**Task to complete**
Below is a listing. Gather each line of it that contains "TraceLayer".

------

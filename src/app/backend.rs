// SPDX-License-Identifier: AGPL-3.0-or-later
//
// Copyright (C) 2026 Relational Network

//! HTTP client for the quickstart backend.
//!
//! Mirrors what the mobile screens do with `fetch`: the HTTP status is never
//! inspected and bodies are taken as loose JSON. Only transport failures and
//! bodies that are not JSON at all come back as errors.

use reqwest::Client;
use serde::Serialize;
use serde_json::Value;
use tracing::debug;
use url::Url;

use crate::models::CreateLinkTokenRequest;

const CREATE_LINK_TOKEN_PATH: &str = "api/create_link_token";
const EXCHANGE_PUBLIC_TOKEN_PATH: &str = "api/exchange_public_token";
const BALANCE_PATH: &str = "api/balance";

#[derive(Debug, thiserror::Error)]
pub enum BackendError {
    #[error("invalid backend URL: {0}")]
    InvalidUrl(#[from] url::ParseError),

    #[error("request failed: {0}")]
    Request(String),

    #[error("response was not JSON: {0}")]
    InvalidResponse(String),
}

/// Fields the demo reads from `/api/create_link_token`.
#[derive(Debug, Clone, Default, PartialEq)]
pub struct LinkTokenReply {
    /// Identifier the backend registered the device under.
    pub client_user_id: Option<String>,
    pub link_token: Option<String>,
    pub failure: Option<Value>,
}

impl LinkTokenReply {
    fn from_json(body: &Value) -> Self {
        Self {
            client_user_id: body
                .get("client_user_id")
                .and_then(Value::as_str)
                .map(str::to_string),
            link_token: body
                .get("link_token")
                .and_then(Value::as_str)
                .map(str::to_string),
            failure: body.get("failure").filter(|f| !f.is_null()).cloned(),
        }
    }
}

#[derive(Serialize)]
struct ExchangeBody<'a> {
    public_token: &'a str,
    #[serde(skip_serializing_if = "Option::is_none")]
    client_user_id: Option<&'a str>,
}

#[derive(Serialize)]
struct BalanceBody<'a> {
    #[serde(skip_serializing_if = "Option::is_none")]
    client_user_id: Option<&'a str>,
}

#[derive(Debug, Clone)]
pub struct DemoBackend {
    server_url: Url,
    http: Client,
}

impl DemoBackend {
    /// Endpoints are resolved relative to `server_url`, so a base with a path
    /// prefix needs a trailing slash.
    pub fn new(server_url: Url) -> Self {
        Self {
            server_url,
            http: Client::new(),
        }
    }

    pub fn server_url(&self) -> &Url {
        &self.server_url
    }

    fn endpoint(&self, path: &str) -> Result<Url, BackendError> {
        Ok(self.server_url.join(path)?)
    }

    /// URL the Success screen posts to for balances.
    pub fn balance_url(&self) -> Result<Url, BackendError> {
        self.endpoint(BALANCE_PATH)
    }

    pub async fn create_link_token(
        &self,
        address: &str,
        client_user_id: Option<&str>,
    ) -> Result<LinkTokenReply, BackendError> {
        let url = self.endpoint(CREATE_LINK_TOKEN_PATH)?;
        let body = CreateLinkTokenRequest {
            address: address.to_string(),
            client_user_id: client_user_id.map(str::to_string),
            phone_number: None,
        };

        let json = self.post_json(url, &body).await?;
        Ok(LinkTokenReply::from_json(&json))
    }

    /// The response body is not read.
    pub async fn exchange_public_token(
        &self,
        public_token: &str,
        client_user_id: Option<&str>,
    ) -> Result<(), BackendError> {
        let url = self.endpoint(EXCHANGE_PUBLIC_TOKEN_PATH)?;
        let body = ExchangeBody {
            public_token,
            client_user_id,
        };

        let response = self
            .http
            .post(url)
            .json(&body)
            .send()
            .await
            .map_err(|e| BackendError::Request(e.to_string()))?;

        debug!(status = %response.status(), "Public token exchange answered");
        Ok(())
    }

    pub async fn fetch_balance(
        &self,
        url: &Url,
        client_user_id: Option<&str>,
    ) -> Result<Value, BackendError> {
        self.post_json(url.clone(), &BalanceBody { client_user_id })
            .await
    }

    async fn post_json<B: Serialize + ?Sized>(
        &self,
        url: Url,
        body: &B,
    ) -> Result<Value, BackendError> {
        let response = self
            .http
            .post(url)
            .json(body)
            .send()
            .await
            .map_err(|e| BackendError::Request(e.to_string()))?;

        debug!(url = %response.url(), status = %response.status(), "Backend answered");

        response
            .json::<Value>()
            .await
            .map_err(|e| BackendError::InvalidResponse(e.to_string()))
    }
}
// SPDX-License-Identifier: AGPL-3.0-or-later
//
// Copyright (C) 2026 Relational Network

use axum::{
    routing::{get, post},
    Router,
};
use tower_http::{
    cors::CorsLayer,
    request_id::{MakeRequestUuid, PropagateRequestIdLayer, SetRequestIdLayer},
    trace::TraceLayer,
};
use utoipa::OpenApi;
use utoipa_swagger_ui::SwaggerUi;

use crate::{
    models::{
        BalanceRequest, BalanceResponse, CreateLinkTokenRequest, CreateLinkTokenResponse,
        ExchangePublicTokenRequest, ExchangePublicTokenResponse,
    },
    state::AppState,
};

pub mod balance;
pub mod health;
pub mod link;

pub fn router(state: AppState) -> Router {
    let api_routes = Router::new()
        .route("/create_link_token", post(link::create_link_token))
        .route("/exchange_public_token", post(link::exchange_public_token))
        .route("/balance", post(balance::get_balance));

    Router::new()
        .nest("/api", api_routes)
        .route("/health", get(health::health))
        .route("/health/live", get(health::liveness))
        .route("/health/ready", get(health::readiness))
        .with_state(state)
        .merge(SwaggerUi::new("/docs").url("/api-doc/openapi.json", ApiDoc::openapi()))
        .layer(TraceLayer::new_for_http())
        .layer(PropagateRequestIdLayer::x_request_id())
        .layer(SetRequestIdLayer::x_request_id(MakeRequestUuid))
        .layer(CorsLayer::permissive())
}

#[derive(OpenApi)]
#[openapi(
    paths(
        link::create_link_token,
        link::exchange_public_token,
        balance::get_balance,
        health::health,
        health::liveness,
        health::readiness
    ),
    components(
        schemas(
            CreateLinkTokenRequest,
            CreateLinkTokenResponse,
            ExchangePublicTokenRequest,
            ExchangePublicTokenResponse,
            BalanceRequest,
            BalanceResponse,
            health::ReadyResponse,
            health::HealthChecks,
            health::HealthResponse
        )
    ),
    tags(
        (name = "Link", description = "Plaid Link token lifecycle"),
        (name = "Balance", description = "Account balances for linked clients"),
        (name = "Health", description = "Liveness and readiness probes")
    )
)]
struct ApiDoc;

#[cfg(test)]
mod tests {
    use super::*;
    use crate::state::testing::state_for;
    use axum::{
        body::Body,
        http::{Request, StatusCode},
    };
    use tower::ServiceExt;

    #[tokio::test]
    async fn router_serves_health_and_openapi() {
        let (state, _dir) = state_for("http://127.0.0.1:9");
        let app = router(state);

        let live = app
            .clone()
            .oneshot(Request::builder().uri("/health/live").body(Body::empty()).unwrap())
            .await
            .unwrap();
        assert_eq!(live.status(), StatusCode::OK);
        assert!(live.headers().contains_key("x-request-id"));

        let spec = app
            .oneshot(
                Request::builder()
                    .uri("/api-doc/openapi.json")
                    .body(Body::empty())
                    .unwrap(),
            )
            .await
            .unwrap();
        assert_eq!(spec.status(), StatusCode::OK);
    }

    #[tokio::test]
    async fn malformed_body_is_rejected_before_plaid() {
        let (state, _dir) = state_for("http://127.0.0.1:9");
        let response = router(state)
            .oneshot(
                Request::builder()
                    .method("POST")
                    .uri("/api/balance")
                    .header("content-type", "application/json")
                    .body(Body::from("{}"))
                    .unwrap(),
            )
            .await
            .unwrap();
        assert_eq!(response.status(), StatusCode::UNPROCESSABLE_ENTITY);
    }
}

------

**Solution below**
    trace::TraceLayer,
        .layer(TraceLayer::new_for_http())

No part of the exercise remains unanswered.